彼の事情は詳しくは分からない。自分で名乗らなければならないほど、彼も周囲には恵まれなかったのだろう。
「えーっと、この子はどうしようかしら」
ひとまず、気を失っている少年をどうにかしなければならない。
『俺が案内する………』
私は、申し訳なさそうな声のナビゲートに従った。
Ⅵ
「リーダー!!」
「お兄ちゃん!!」
やがて、少年の仲間たちらしい子や妹らしい子らが駆け寄ってくる。
「途中で倒れていたんだけれど、気を失っているだけ。すぐ目を覚ますわ」
彼らの拠点であろう場所のベッドに寝かせて、安心させるように微笑む。
「お兄ちゃん、ここ最近ずっと、変だったの………」
「そう」
きっと狭間の悪魔に憑りつかれていたときのことを言っているのだろう。
正確には、憑りつくために誘惑でもされていたのか。
「大丈夫よ。少し、疲れていたせいだから。起きたらきっと元通りよ」
そう言って、少女の頭を優しく撫でた。
「ほんと………?」
「ええ、ほんと」
しっかり頷くと、ようやく彼女はホッと息を吐いた。
「じゃあ、私はもう行くわ」
これ以上の長居は無用だ。
「え、でも………」
「ごめんなさいね。私は偶々立ち寄っただけだから」
引き留めようと、縋りつきたいと、伸ばされた手を、やんわり断る。
(あなたたちに私ができることなど、何もないから)
孤児であろう彼らはこの路地裏を縄張りとして、助け合いながら生きているのだろう。
別に子供が嫌いなわけでも、助けてやりたい気持ちもあるが、自分は中途半端な存在で、長く彼らといれば違和感などすぐ浮き彫りになる。

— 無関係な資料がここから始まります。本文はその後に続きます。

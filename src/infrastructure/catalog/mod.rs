// SPDX-License-Identifier: MPL-2.0
//! Catalog provider adapters.
//!
//! - [`StaticCatalog`]: TOML table, embedded or read from disk
//! - [`RemoteCatalog`]: Sanity content API over HTTPS
//!
//! [`CatalogSource`] picks one of them from the configuration and command
//! line, so the rest of the app only deals with a single provider type.

mod remote;
mod static_table;

pub use remote::{RemoteCatalog, RemoteSettings};
pub use static_table::{parse_table, StaticCatalog, TableOrigin};

use crate::app::config::{CatalogConfig, CatalogSourceKind};
use crate::application::port::CatalogProvider;
use crate::domain::catalog::Catalog;
use crate::error::Result;
use std::path::PathBuf;
use std::time::SystemTime;

/// The configured catalog provider.
#[derive(Debug, Clone)]
pub enum CatalogSource {
    Static(StaticCatalog),
    Remote(RemoteCatalog),
}

impl CatalogSource {
    /// Builds the provider described by `config`.
    ///
    /// `table_override` (from `--catalog`) wins over the configured static
    /// path, and `force_remote` (from `--remote`) wins over the configured
    /// source kind.
    ///
    /// # Errors
    ///
    /// Returns an error if the HTTP client for the remote source cannot be built.
    pub fn from_config(
        config: &CatalogConfig,
        table_override: Option<PathBuf>,
        force_remote: bool,
    ) -> Result<Self> {
        let kind = if force_remote {
            CatalogSourceKind::Remote
        } else {
            config.source
        };

        match kind {
            CatalogSourceKind::Remote => Ok(Self::Remote(RemoteCatalog::new(RemoteSettings {
                project_id: config.project_id().to_string(),
                dataset: config.dataset().to_string(),
                api_version: config.api_version().to_string(),
            })?)),
            CatalogSourceKind::Static => {
                let path = table_override.or_else(|| config.static_path.clone());
                Ok(Self::Static(match path {
                    Some(path) => StaticCatalog::from_path(path),
                    None => StaticCatalog::embedded(),
                }))
            }
        }
    }
}

impl CatalogProvider for CatalogSource {
    fn name(&self) -> &'static str {
        match self {
            Self::Static(provider) => provider.name(),
            Self::Remote(provider) => provider.name(),
        }
    }

    async fn fetch(&self) -> Result<Catalog> {
        match self {
            Self::Static(provider) => provider.fetch().await,
            Self::Remote(provider) => provider.fetch().await,
        }
    }
}

/// Parses an RFC 3339 timestamp such as `2025-02-05T10:00:00Z`.
pub(crate) fn parse_timestamp(raw: &str) -> Option<SystemTime> {
    match chrono::DateTime::parse_from_rfc3339(raw.trim()) {
        Ok(time) => Some(SystemTime::from(time)),
        Err(err) => {
            log::debug!("ignoring unparseable timestamp {:?}: {}", raw, err);
            None
        }
    }
}

#[cfg(test)]
mod tests {
    use super::*;
    use std::time::Duration;

    #[test]
    fn static_is_the_default_source() {
        let source = CatalogSource::from_config(&CatalogConfig::default(), None, false)
            .expect("static source");
        assert!(matches!(
            source,
            CatalogSource::Static(ref provider) if provider.origin() == &TableOrigin::Embedded
        ));
        assert_eq!(source.name(), "static");
    }

    #[test]
    fn table_override_wins_over_config_path() {
        let config = CatalogConfig {
            static_path: Some(PathBuf::from("/config/catalog.toml")),
            ..CatalogConfig::default()
        };
        let source = CatalogSource::from_config(&config, Some("/cli/catalog.toml".into()), false)
            .expect("static source");
        let CatalogSource::Static(provider) = source else {
            panic!("expected static source");
        };
        assert_eq!(
            provider.origin(),
            &TableOrigin::File(PathBuf::from("/cli/catalog.toml"))
        );
    }

    #[test]
    fn remote_flag_selects_the_content_api() {
        let source = CatalogSource::from_config(&CatalogConfig::default(), None, true)
            .expect("remote source");
        let CatalogSource::Remote(provider) = source else {
            panic!("expected remote source");
        };
        assert_eq!(provider.settings().project_id, "8t5h923j");
        assert_eq!(provider.settings().dataset, "production");
    }

    #[test]
    fn timestamps_parse_as_utc() {
        let time = parse_timestamp("1970-01-01T00:01:00Z").expect("valid timestamp");
        assert_eq!(time, SystemTime::UNIX_EPOCH + Duration::from_secs(60));
        assert!(parse_timestamp("yesterday").is_none());
    }
}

自分の生活だけでも精一杯なのに、他人をしかもまだ子供の面倒を見ることは出来ない。
今回は悪魔が関わっていたからこうして手を差し伸べたが、これ以上は彼らのためにもならないし、むしろ余計に傷つけるだけだろう。
身寄りがなければ尚のこと、頼ろうとし、深く関わることになってしまう。
きっと、あっという間に彼らは成長して、私の背が伸びていないことも、どれほど時間が経っても老けないことに気付いてしまうだろう。
(それに、子供にどう接したらいいか、私には分からない)
孤独な子供時代を過ごした。
どれほど願っても愛されなかった。
だから、愛し方が分からない。
見様見真似でできないこともないだろうが、きっと咄嗟のときに傷つける。
優しくしたいと願っても。
自分の中にあるのは苦い思い出だけだから。
(ただでさえ、親に捨てられてあの子たちはあそこにいるのに、これ以上の傷を負う必要はない)
大人になれば、少しは楽に生きられるようになるだろう。
その前に、ちゃんとした人間が手を差し伸べてくれるかもしれない。
(確率は低いかもしれないけれど)
この世界は広く、未だ同じ地を踏むことすら叶っていない。きっと、世界を1周する頃には自分と会った人たちは年老いて、自分のことなど忘れているだろう。
見覚えがあるとは思うかもしれない。もしかしたら、会ったことがあるとも思うかもしれない。
けれど、何十年と月日が経っていれば子供だ親戚だといくらでも誤魔化せるだろう。
だから、深く関わらない。長居をしない。
それだけを決めて、私は人間界で生きる。いつか、本当の私を受け入れてくれる人を見つけるまで。いつか、死に場所を見つけるまで。
私は人間の血も天使の血もあるから、純血の天使と比べれば短命でも、人間と比べれば長寿だから。
私たちの時間の流れは違うから。
だから、ここにはいられない。特に子供の傍には長くいられない。
そうして、私はばいばい、と小さく手を振って、彼らに別れを告げた。
お礼も何も要らないと、何もかもを拒絶して。
(次に、ここに来るとき、彼らが笑っていたらそれでいい)
(それで、あそこに住む子供がいなければもっといい)
もちろん不可能だろうとは思っている。
すでに人間界に来てから、十余年の月日が流れていた。
けれど、孤児がいる街は多くはないが、少なくもない。
きっとどれほど願ってもいなくはならないのだろう。